▶ What the exercise asks
Give back, word for word, the lines in the listing below from the one holding "with optional metadata." down to the one holding "triggered the shutdown.", both ends included.

------ Data ------

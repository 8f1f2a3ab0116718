//! # Runtime events emitted by the supervisor.
//!
//! The [`EventKind`] enum classifies event types across four categories:
//! - **Signal events**: the termination request that starts the shutdown
//! - **Start events**: what each unit's starter observed
//! - **Shutdown events**: per-unit shutdown progress and result, plus the final outcome
//! - **Subscriber events**: problems delivering events to subscribers
//!
//! The [`Event`] struct carries additional metadata such as timestamps, unit name,
//! reasons, and the shutdown deadline.
//!
//! ## Ordering guarantees
//! Each event has a globally unique sequence number (`seq`) that increases monotonically.
//! Use `seq` to restore the exact order when events are delivered out of order.
//!
//! ## Example
//! ```rust
//! use std::time::Duration;
//! use unitvisor::{Event, EventKind};
//!
//! let ev = Event::new(EventKind::UnitShutdownFailed)
//!     .with_unit("http")
//!     .with_reason("listener busy")
//!     .with_deadline(Duration::from_secs(5));
//!
//! assert_eq!(ev.kind, EventKind::UnitShutdownFailed);
//! assert_eq!(ev.unit.as_deref(), Some("http"));
//! assert_eq!(ev.deadline_ms, Some(5_000));
//! ```

use std::sync::Arc;
use std::sync::atomic::{AtomicU64, Ordering as AtomicOrdering};
use std::time::{Duration, SystemTime};

use crate::signals::Signal;

/// Global sequence counter for event ordering.
static EVENT_SEQ: AtomicU64 = AtomicU64::new(0);

/// Classification of runtime events.
#[derive(Debug, Clone, Copy, PartialEq, Eq)]
pub enum EventKind {
    // === Subscriber events ===
    /// Subscriber panicked during event processing.
    ///
    /// Sets:
    /// - `unit`: subscriber name
    /// - `reason`: panic info/message
    SubscriberPanicked,

    /// Subscriber dropped an event (queue full or worker closed).
    ///
    /// Sets:
    /// - `unit`: subscriber name
    /// - `reason`: reason string (e.g., "full", "closed")
    SubscriberOverflow,

    /// The subscriber listener fell behind the bus and skipped events.
    ///
    /// Delivered straight to subscribers, never through the bus.
    ///
    /// Sets:
    /// - `reason`: number of skipped events ("skipped=N")
    EventsLagged,

    // === Signal events ===
    /// Termination signal observed; cancellation is fanned out right after.
    ///
    /// Sets:
    /// - `signal`: the signal received
    SignalReceived,

    // === Start events ===
    /// Starter is about to invoke `start`.
    ///
    /// Sets:
    /// - `unit`: unit name
    UnitStarting,

    /// `start` returned on its own.
    ///
    /// Sets:
    /// - `unit`: unit name
    UnitExited,

    /// `start` panicked; the unit is treated as stopped.
    ///
    /// Sets:
    /// - `unit`: unit name
    /// - `reason`: panic info/message
    UnitStartPanicked,

    // === Shutdown events ===
    /// Shutdown-waiter observed the cancellation and is invoking `shutdown`.
    ///
    /// Sets:
    /// - `unit`: unit name
    /// - `deadline_ms`: shutdown budget (ms)
    UnitShutdownStarting,

    /// `shutdown` returned `Ok(())` within the deadline.
    ///
    /// Sets:
    /// - `unit`: unit name
    UnitStopped,

    /// `shutdown` returned an error.
    ///
    /// Sets:
    /// - `unit`: unit name
    /// - `reason`: error message
    UnitShutdownFailed,

    /// `shutdown` panicked.
    ///
    /// Sets:
    /// - `unit`: unit name
    /// - `reason`: panic info/message
    UnitShutdownPanicked,

    /// `shutdown` did not finish before the deadline; the supervisor stopped waiting.
    ///
    /// Sets:
    /// - `unit`: unit name
    /// - `deadline_ms`: shutdown budget (ms)
    UnitShutdownTimedOut,

    // === Terminal events ===
    /// Every unit shut down cleanly within its deadline. Last event of a run.
    AllStopped,

    /// At least one unit failed, panicked, or timed out during shutdown. Last event of a run.
    ///
    /// Sets:
    /// - `reason`: number of affected units
    ShutdownDegraded,
}

/// Runtime event with optional metadata.
///
/// - `seq`: monotonic global sequence for ordering
/// - `at`: wall-clock timestamp (for logs)
/// - other optional fields are set depending on the [`EventKind`]
#[derive(Clone, Debug)]
pub struct Event {
    /// Globally unique, monotonically increasing sequence number.
    pub seq: u64,
    /// Wall-clock timestamp.
    pub at: SystemTime,

    /// Shutdown deadline in milliseconds (compact).
    pub deadline_ms: Option<u32>,
    /// Human-readable reason (errors, panic payloads, overflow details, etc.).
    pub reason: Option<Arc<str>>,
    /// Name of the unit (or subscriber), if applicable.
    pub unit: Option<Arc<str>>,
    /// Signal that triggered the shutdown.
    pub signal: Option<Signal>,
    /// Event classification.
    pub kind: EventKind,
}

impl Event {
    /// Creates a new event of the given kind with current timestamp and next sequence number.
    pub fn new(kind: EventKind) -> Self {
        Self {
            seq: EVENT_SEQ.fetch_add(1, AtomicOrdering::Relaxed),
            kind,
            at: SystemTime::now(),
            deadline_ms: None,
            reason: None,
            unit: None,
            signal: None,
        }
    }

    /// Attaches a human-readable reason.
    #[inline]
    pub fn with_reason(mut self, reason: impl Into<Arc<str>>) -> Self {
        self.reason = Some(reason.into());
        self
    }

    /// Attaches a unit name.
    #[inline]
    pub fn with_unit(mut self, unit: impl Into<Arc<str>>) -> Self {
        self.unit = Some(unit.into());
        self
    }

    /// Attaches a deadline (stored as milliseconds).
    #[inline]
    pub fn with_deadline(mut self, d: Duration) -> Self {
        let ms = d.as_millis().min(u128::from(u32::MAX)) as u32;
        self.deadline_ms = Some(ms);
        self
    }

    /// Attaches the received signal.
    #[inline]
    pub fn with_signal(mut self, signal: Signal) -> Self {
        self.signal = Some(signal);
        self
    }

    /// Creates a subscriber overflow event.
    #[inline]
    pub fn subscriber_overflow(subscriber: &'static str, reason: &'static str) -> Self {
        Event::new(EventKind::SubscriberOverflow)
            .with_unit(subscriber)
            .with_reason(format!("subscriber={subscriber} reason={reason}"))
    }

    /// Creates a subscriber panic event.
    #[inline]
    pub fn subscriber_panicked(subscriber: &'static str, info: String) -> Self {
        Event::new(EventKind::SubscriberPanicked)
            .with_unit(subscriber)
            .with_reason(info)
    }

    /// Creates an event reporting `skipped` events lost to bus lag.
    #[inline]
    pub fn events_lagged(skipped: u64) -> Self {
        Event::new(EventKind::EventsLagged).with_reason(format!("skipped={skipped}"))
    }

    /// Returns `true` for the event that closes a run.
    #[inline]
    pub fn is_terminal(&self) -> bool {
        matches!(self.kind, EventKind::AllStopped | EventKind::ShutdownDegraded)
    }

    /// Returns `true` for unit faults: start panics and any shutdown that did not end cleanly.
    #[inline]
    pub fn is_unit_fault(&self) -> bool {
        matches!(
            self.kind,
            EventKind::UnitStartPanicked
                | EventKind::UnitShutdownFailed
                | EventKind::UnitShutdownPanicked
                | EventKind::UnitShutdownTimedOut
        )
    }
}

#[cfg(test)]
mod tests {
    use super::*;

    #[test]
    fn test_seq_is_monotonic() {
        let a = Event::new(EventKind::UnitStarting);
        let b = Event::new(EventKind::UnitStarting);
        assert!(b.seq > a.seq);
    }

    #[test]
    fn test_deadline_saturates() {
        let ev = Event::new(EventKind::UnitShutdownTimedOut).with_deadline(Duration::MAX);
        assert_eq!(ev.deadline_ms, Some(u32::MAX));
    }

    #[test]
    fn test_classification() {
        assert!(Event::new(EventKind::AllStopped).is_terminal());
        assert!(Event::new(EventKind::ShutdownDegraded).is_terminal());
        assert!(!Event::new(EventKind::UnitStopped).is_terminal());

        assert!(Event::new(EventKind::UnitShutdownTimedOut).is_unit_fault());
        assert!(Event::new(EventKind::UnitStartPanicked).is_unit_fault());
        assert!(!Event::new(EventKind::UnitExited).is_unit_fault());
    }
}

------

▶ Exercise answer
/// Runtime event with optional metadata.
///
/// - `seq`: monotonic global sequence for ordering
/// - `at`: wall-clock timestamp (for logs)
/// - other optional fields are set depending on the [`EventKind`]
#[derive(Clone, Debug)]
pub struct Event {
    /// Globally unique, monotonically increasing sequence number.
    pub seq: u64,
    /// Wall-clock timestamp.
    pub at: SystemTime,

    /// Shutdown deadline in milliseconds (compact).
    pub deadline_ms: Option<u32>,
    /// Human-readable reason (errors, panic payloads, overflow details, etc.).
    pub reason: Option<Arc<str>>,
    /// Name of the unit (or subscriber), if applicable.
    pub unit: Option<Arc<str>>,
    /// Signal that triggered the shutdown.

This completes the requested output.